* **Work item**
Return every line of the listing that includes the string "required".

* **Information shown**
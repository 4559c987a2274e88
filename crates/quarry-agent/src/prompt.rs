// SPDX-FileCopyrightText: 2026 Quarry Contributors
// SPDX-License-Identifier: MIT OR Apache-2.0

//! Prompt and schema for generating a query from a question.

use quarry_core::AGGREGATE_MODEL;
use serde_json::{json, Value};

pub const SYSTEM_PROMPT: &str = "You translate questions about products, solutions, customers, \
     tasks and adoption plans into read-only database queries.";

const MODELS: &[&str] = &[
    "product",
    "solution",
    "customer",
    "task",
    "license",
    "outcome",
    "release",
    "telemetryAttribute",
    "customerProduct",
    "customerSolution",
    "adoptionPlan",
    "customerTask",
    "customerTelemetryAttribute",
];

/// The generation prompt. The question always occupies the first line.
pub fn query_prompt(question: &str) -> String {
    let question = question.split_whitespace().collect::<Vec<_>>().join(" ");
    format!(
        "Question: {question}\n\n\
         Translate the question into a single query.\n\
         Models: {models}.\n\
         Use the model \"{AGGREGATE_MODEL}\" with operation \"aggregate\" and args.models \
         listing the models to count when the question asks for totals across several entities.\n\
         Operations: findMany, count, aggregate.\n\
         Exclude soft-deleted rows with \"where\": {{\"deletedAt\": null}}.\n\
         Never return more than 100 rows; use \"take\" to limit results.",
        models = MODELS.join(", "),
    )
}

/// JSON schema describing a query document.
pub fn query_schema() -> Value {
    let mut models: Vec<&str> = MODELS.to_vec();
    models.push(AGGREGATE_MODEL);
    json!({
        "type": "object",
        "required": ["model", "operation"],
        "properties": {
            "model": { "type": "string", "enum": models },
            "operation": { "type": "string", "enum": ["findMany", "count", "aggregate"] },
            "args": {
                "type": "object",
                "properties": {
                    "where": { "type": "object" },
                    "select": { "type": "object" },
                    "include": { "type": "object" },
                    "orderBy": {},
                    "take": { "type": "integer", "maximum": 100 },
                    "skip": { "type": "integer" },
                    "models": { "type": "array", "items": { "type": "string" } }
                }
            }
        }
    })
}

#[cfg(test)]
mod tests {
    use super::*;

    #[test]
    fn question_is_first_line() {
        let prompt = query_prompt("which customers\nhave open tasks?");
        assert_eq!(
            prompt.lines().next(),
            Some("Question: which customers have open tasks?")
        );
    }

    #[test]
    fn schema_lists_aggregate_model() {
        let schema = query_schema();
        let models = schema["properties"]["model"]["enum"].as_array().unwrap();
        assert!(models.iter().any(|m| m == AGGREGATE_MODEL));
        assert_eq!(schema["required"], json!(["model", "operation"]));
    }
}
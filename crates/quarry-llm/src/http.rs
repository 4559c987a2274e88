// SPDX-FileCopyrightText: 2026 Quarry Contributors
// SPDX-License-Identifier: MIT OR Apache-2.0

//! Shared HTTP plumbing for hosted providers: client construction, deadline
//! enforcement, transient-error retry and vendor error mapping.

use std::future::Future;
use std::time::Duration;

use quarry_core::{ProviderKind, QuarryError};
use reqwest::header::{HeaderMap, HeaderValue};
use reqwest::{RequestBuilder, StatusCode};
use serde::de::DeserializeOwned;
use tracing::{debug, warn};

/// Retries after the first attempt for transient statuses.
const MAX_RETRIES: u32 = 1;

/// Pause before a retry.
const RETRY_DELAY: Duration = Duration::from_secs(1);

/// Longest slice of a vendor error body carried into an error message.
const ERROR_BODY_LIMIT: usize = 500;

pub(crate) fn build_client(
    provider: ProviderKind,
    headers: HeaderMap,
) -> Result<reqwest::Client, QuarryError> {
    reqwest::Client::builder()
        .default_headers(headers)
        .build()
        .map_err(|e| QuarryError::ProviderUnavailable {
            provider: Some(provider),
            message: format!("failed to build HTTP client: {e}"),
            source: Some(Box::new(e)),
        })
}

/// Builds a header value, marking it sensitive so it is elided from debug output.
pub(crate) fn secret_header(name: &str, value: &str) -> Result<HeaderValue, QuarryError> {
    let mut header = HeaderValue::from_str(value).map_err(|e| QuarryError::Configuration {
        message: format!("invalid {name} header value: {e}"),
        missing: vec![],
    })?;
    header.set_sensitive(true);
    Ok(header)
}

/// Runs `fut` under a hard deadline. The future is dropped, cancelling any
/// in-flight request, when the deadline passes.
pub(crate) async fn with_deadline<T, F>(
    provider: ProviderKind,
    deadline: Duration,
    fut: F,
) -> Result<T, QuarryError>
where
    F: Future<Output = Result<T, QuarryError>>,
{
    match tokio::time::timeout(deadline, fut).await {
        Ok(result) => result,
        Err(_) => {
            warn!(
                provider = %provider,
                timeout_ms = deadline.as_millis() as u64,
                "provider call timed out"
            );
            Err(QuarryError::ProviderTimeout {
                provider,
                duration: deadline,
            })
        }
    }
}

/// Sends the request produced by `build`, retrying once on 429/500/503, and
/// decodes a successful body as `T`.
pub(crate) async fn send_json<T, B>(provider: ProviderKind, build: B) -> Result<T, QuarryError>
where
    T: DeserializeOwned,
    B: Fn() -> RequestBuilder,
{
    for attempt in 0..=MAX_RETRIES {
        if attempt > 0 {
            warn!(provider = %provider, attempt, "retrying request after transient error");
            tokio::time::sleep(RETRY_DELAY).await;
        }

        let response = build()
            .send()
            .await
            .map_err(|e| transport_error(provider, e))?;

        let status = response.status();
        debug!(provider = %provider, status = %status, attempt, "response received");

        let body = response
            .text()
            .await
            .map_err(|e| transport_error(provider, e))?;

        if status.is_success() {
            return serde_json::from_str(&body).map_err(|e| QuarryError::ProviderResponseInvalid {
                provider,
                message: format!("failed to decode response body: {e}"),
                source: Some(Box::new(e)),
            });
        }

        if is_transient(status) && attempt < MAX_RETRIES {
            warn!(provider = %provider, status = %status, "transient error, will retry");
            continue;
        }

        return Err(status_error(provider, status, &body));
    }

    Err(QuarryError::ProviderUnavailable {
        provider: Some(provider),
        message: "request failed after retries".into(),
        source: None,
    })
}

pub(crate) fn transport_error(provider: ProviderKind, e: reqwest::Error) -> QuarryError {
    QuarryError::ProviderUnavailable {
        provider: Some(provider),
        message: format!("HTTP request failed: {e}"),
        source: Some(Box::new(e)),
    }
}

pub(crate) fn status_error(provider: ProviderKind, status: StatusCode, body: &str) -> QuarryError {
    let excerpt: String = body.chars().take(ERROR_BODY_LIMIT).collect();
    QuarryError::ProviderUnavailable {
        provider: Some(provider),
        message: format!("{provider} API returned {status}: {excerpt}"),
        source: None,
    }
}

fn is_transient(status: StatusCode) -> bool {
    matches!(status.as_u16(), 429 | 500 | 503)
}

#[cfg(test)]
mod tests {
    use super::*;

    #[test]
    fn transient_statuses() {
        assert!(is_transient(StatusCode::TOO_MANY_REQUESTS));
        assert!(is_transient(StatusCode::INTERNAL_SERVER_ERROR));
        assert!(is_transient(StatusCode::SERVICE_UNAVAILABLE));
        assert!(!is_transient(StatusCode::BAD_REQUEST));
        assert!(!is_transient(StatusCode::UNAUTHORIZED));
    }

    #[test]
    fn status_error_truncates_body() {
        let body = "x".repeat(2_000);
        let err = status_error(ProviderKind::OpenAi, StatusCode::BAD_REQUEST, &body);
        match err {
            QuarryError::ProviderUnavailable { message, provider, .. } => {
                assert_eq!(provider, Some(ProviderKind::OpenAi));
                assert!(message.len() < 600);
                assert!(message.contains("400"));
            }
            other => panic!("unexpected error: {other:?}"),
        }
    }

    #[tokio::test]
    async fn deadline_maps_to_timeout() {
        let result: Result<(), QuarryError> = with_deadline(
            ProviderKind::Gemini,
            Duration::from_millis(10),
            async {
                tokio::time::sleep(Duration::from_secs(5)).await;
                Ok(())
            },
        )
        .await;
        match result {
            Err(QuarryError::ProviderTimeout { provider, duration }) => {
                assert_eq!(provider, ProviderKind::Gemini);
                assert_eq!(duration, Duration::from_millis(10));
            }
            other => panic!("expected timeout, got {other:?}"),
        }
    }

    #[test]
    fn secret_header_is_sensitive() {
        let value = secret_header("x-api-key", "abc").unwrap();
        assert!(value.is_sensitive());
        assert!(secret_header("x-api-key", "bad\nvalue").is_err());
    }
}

* **Task result**
        "required": ["model", "operation"],
        assert_eq!(schema["required"], json!(["model", "operation"]));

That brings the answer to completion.